> [Work to be completed]: What appears in the data must be reproduced exactly.
== Data
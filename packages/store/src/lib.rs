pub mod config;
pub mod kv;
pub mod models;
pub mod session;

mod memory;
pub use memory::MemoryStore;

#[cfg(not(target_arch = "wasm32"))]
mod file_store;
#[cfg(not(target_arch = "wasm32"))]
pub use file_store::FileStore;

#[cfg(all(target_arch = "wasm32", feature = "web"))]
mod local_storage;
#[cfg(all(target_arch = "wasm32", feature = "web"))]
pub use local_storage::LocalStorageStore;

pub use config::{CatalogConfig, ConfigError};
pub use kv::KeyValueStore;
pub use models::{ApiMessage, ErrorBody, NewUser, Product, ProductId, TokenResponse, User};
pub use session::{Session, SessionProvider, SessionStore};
====
> [Your solution]:
filename packages/store/src/lib.rs
pub mod config;
pub mod kv;
pub mod models;
pub mod session;

mod memory;
pub use memory::MemoryStore;

#[cfg(not(target_arch = "wasm32"))]
mod file_store;
#[cfg(not(target_arch = "wasm32"))]
pub use file_store::FileStore;

#[cfg(all(target_arch = "wasm32", feature = "web"))]
mod local_storage;
#[cfg(all(target_arch = "wasm32", feature = "web"))]
pub use local_storage::LocalStorageStore;

pub use config::{CatalogConfig, ConfigError};
pub use kv::KeyValueStore;
pub use models::{ApiMessage, ErrorBody, NewUser, Product, ProductId, TokenResponse, User};
pub use session::{Session, SessionProvider, SessionStore};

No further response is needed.